§ **Required work**
Below are entries. Reproduce exactly the lines between the line holding "let skip = messages.len().saturating_sub(MAX_HISTORY);" and the line holding "passed through untouched;", inclusive, and only those.

§ **Data for this exercise**
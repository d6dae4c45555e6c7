//! Chat messages and the sanitizer that turns a raw request payload into
//! a bounded [`Conversation`].

use serde::{Deserialize, Serialize};
use serde_json::Value;
use thiserror::Error;

/// Only the most recent messages are forwarded to a provider.
pub const MAX_HISTORY: usize = 20;

/// Speaker of a message. Anything other than the three well-known roles is
/// carried verbatim in [`Role::Other`] and left for the provider to judge.
#[derive(Debug, Clone, PartialEq, Eq, Serialize, Deserialize)]
#[serde(rename_all = "lowercase")]
pub enum Role {
    User,
    Assistant,
    System,
    #[serde(untagged)]
    Other(Value),
}

impl From<&Value> for Role {
    fn from(raw: &Value) -> Self {
        match raw.as_str() {
            Some("user")      => Role::User,
            Some("assistant") => Role::Assistant,
            Some("system")    => Role::System,
            _                 => Role::Other(raw.clone()),
        }
    }
}

#[derive(Debug, Clone, PartialEq, Eq, Serialize, Deserialize)]
pub struct Message {
    /// `None` when the caller sent no `role` key; serialized without one.
    #[serde(default, skip_serializing_if = "Option::is_none")]
    pub role: Option<Role>,
    pub content: String,
}

impl Message {
    pub fn new(role: Role, content: impl Into<String>) -> Self {
        Self { role: Some(role), content: content.into() }
    }
}

/// Caller input that can never be served.
#[derive(Debug, Clone, PartialEq, Eq, Error)]
pub enum InvalidInput {
    #[error("messages is missing")]
    Missing,
    #[error("messages must be an array")]
    NotAnArray,
    #[error("messages must not be empty")]
    Empty,
}

/// A non-empty, ordered conversation of at most [`MAX_HISTORY`] messages.
#[derive(Debug, Clone, PartialEq, Eq, Serialize)]
#[serde(transparent)]
pub struct Conversation(Vec<Message>);

impl Conversation {
    pub fn messages(&self) -> &[Message] {
        &self.0
    }

    pub fn len(&self) -> usize {
        self.0.len()
    }

    pub fn is_empty(&self) -> bool {
        self.0.is_empty()
    }
}

impl TryFrom<Vec<Message>> for Conversation {
    type Error = InvalidInput;

    fn try_from(messages: Vec<Message>) -> Result<Self, Self::Error> {
        if messages.is_empty() {
            return Err(InvalidInput::Empty);
        }
        let skip = messages.len().saturating_sub(MAX_HISTORY);
        Ok(Self(messages.into_iter().skip(skip).collect()))
    }
}

/// Validate and normalise the `messages` field of an inbound request.
///
/// Keeps the last [`MAX_HISTORY`] entries in their original order and
/// coerces every `content` to text. Roles are passed through untouched;
/// only the shape of `messages` itself can be rejected.
pub fn sanitize_messages(raw: Option<&Value>) -> Result<Conversation, InvalidInput> {
    let items = match raw {
        None | Some(Value::Null) => return Err(InvalidInput::Missing),
        Some(Value::Array(items)) => items,
        Some(_) => return Err(InvalidInput::NotAnArray),
    };
    if items.is_empty() {
        return Err(InvalidInput::Empty);
    }

    let start = items.len().saturating_sub(MAX_HISTORY);
    let messages: Vec<Message> = items[start..].iter().map(sanitize_one).collect();

    Conversation::try_from(messages)
}

fn sanitize_one(item: &Value) -> Message {
    Message {
        role: item.get("role").map(Role::from),
        content: content_to_text(&item["content"]),
    }
}

fn content_to_text(value: &Value) -> String {
    match value {
        Value::Null      => String::new(),
        Value::String(s) => s.clone(),
        Value::Bool(b)   => b.to_string(),
        Value::Number(n) => n.to_string(),
        other            => other.to_string(),
    }
}

#[cfg(test)]
mod tests {
    use super::*;
    use serde_json::json;

    fn numbered(n: usize) -> Value {
        Value::Array(
            (0..n)
                .map(|i| json!({"role": "user", "content": format!("m{i}")}))
                .collect(),
        )
    }

    #[test]
    fn test_single_message_passes_through() {
        let raw = json!([{"role": "user", "content": "hi"}]);
        let conv = sanitize_messages(Some(&raw)).unwrap();
        assert_eq!(conv.messages(), &[Message::new(Role::User, "hi")]);
    }

    #[test]
    fn test_truncates_to_last_twenty_in_order() {
        let raw = numbered(25);
        let conv = sanitize_messages(Some(&raw)).unwrap();
        assert_eq!(conv.len(), MAX_HISTORY);
        let contents: Vec<&str> = conv.messages().iter().map(|m| m.content.as_str()).collect();
        let expected: Vec<String> = (5..25).map(|i| format!("m{i}")).collect();
        assert_eq!(contents, expected);
    }

    #[test]
    fn test_exactly_twenty_is_untouched() {
        let conv = sanitize_messages(Some(&numbered(20))).unwrap();
        assert_eq!(conv.messages()[0].content, "m0");
        assert_eq!(conv.messages().last().map(|m| m.content.as_str()), Some("m19"));
    }

    #[test]
    fn test_missing_and_empty_are_rejected() {
        assert_eq!(sanitize_messages(None), Err(InvalidInput::Missing));
        assert_eq!(sanitize_messages(Some(&Value::Null)), Err(InvalidInput::Missing));
        assert_eq!(sanitize_messages(Some(&json!([]))), Err(InvalidInput::Empty));
        assert_eq!(
            sanitize_messages(Some(&json!({"role": "user"}))),
            Err(InvalidInput::NotAnArray)
        );
        assert_eq!(sanitize_messages(Some(&json!("hi"))), Err(InvalidInput::NotAnArray));
    }

    #[test]
    fn test_content_is_coerced_to_text() {
        let raw = json!([
            {"role": "user"},
            {"role": "assistant", "content": null},
            {"role": "user", "content": 42},
            {"role": "user", "content": true},
            {"role": "system", "content": {"a": 1}},
        ]);
        let conv = sanitize_messages(Some(&raw)).unwrap();
        let contents: Vec<&str> = conv.messages().iter().map(|m| m.content.as_str()).collect();
        assert_eq!(contents, vec!["", "", "42", "true", r#"{"a":1}"#]);
        assert_eq!(conv.messages()[4].role, Some(Role::System));
    }

    #[test]
    fn test_unknown_roles_pass_through_unchanged() {
        let raw = json!([
            {"role": "tool", "content": "x"},
            {"role": 7, "content": "y"},
            {"content": "no role"},
            {"role": "user", "content": "hi"},
        ]);
        let conv = sanitize_messages(Some(&raw)).unwrap();
        assert_eq!(conv.len(), 4);
        assert_eq!(conv.messages()[0].role, Some(Role::Other(json!("tool"))));
        assert_eq!(conv.messages()[1].role, Some(Role::Other(json!(7))));
        assert_eq!(conv.messages()[2].role, None);
        assert_eq!(conv.messages()[3].role, Some(Role::User));

        let forwarded = serde_json::to_value(&conv).unwrap();
        assert_eq!(
            forwarded,
            json!([
                {"role": "tool", "content": "x"},
                {"role": 7, "content": "y"},
                {"content": "no role"},
                {"role": "user", "content": "hi"},
            ])
        );
    }

    #[test]
    fn test_non_object_entries_are_kept_as_empty_messages() {
        let conv = sanitize_messages(Some(&json!(["garbage", 3]))).unwrap();
        assert_eq!(conv.len(), 2);
        assert!(conv.messages().iter().all(|m| m.role.is_none() && m.content.is_empty()));
    }

    #[test]
    fn test_dropped_entries_are_not_forwarded() {
        let mut items = vec![json!("garbage")];
        items.extend((0..20).map(|i| json!({"role": "user", "content": i})));
        let conv = sanitize_messages(Some(&Value::Array(items))).unwrap();
        assert_eq!(conv.len(), 20);
        assert_eq!(conv.messages()[0].content, "0");
    }

    #[test]
    fn test_conversation_serializes_as_plain_array() {
        let conv = Conversation::try_from(vec![Message::new(Role::Assistant, "yo")]).unwrap();
        let json = serde_json::to_value(&conv).unwrap();
        assert_eq!(json, json!([{"role": "assistant", "content": "yo"}]));
    }
}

§ **Answer to the exercise**
        let skip = messages.len().saturating_sub(MAX_HISTORY);
        Ok(Self(messages.into_iter().skip(skip).collect()))
    }
}

/// Validate and normalise the `messages` field of an inbound request.
///
/// Keeps the last [`MAX_HISTORY`] entries in their original order and
/// coerces every `content` to text. Roles are passed through untouched;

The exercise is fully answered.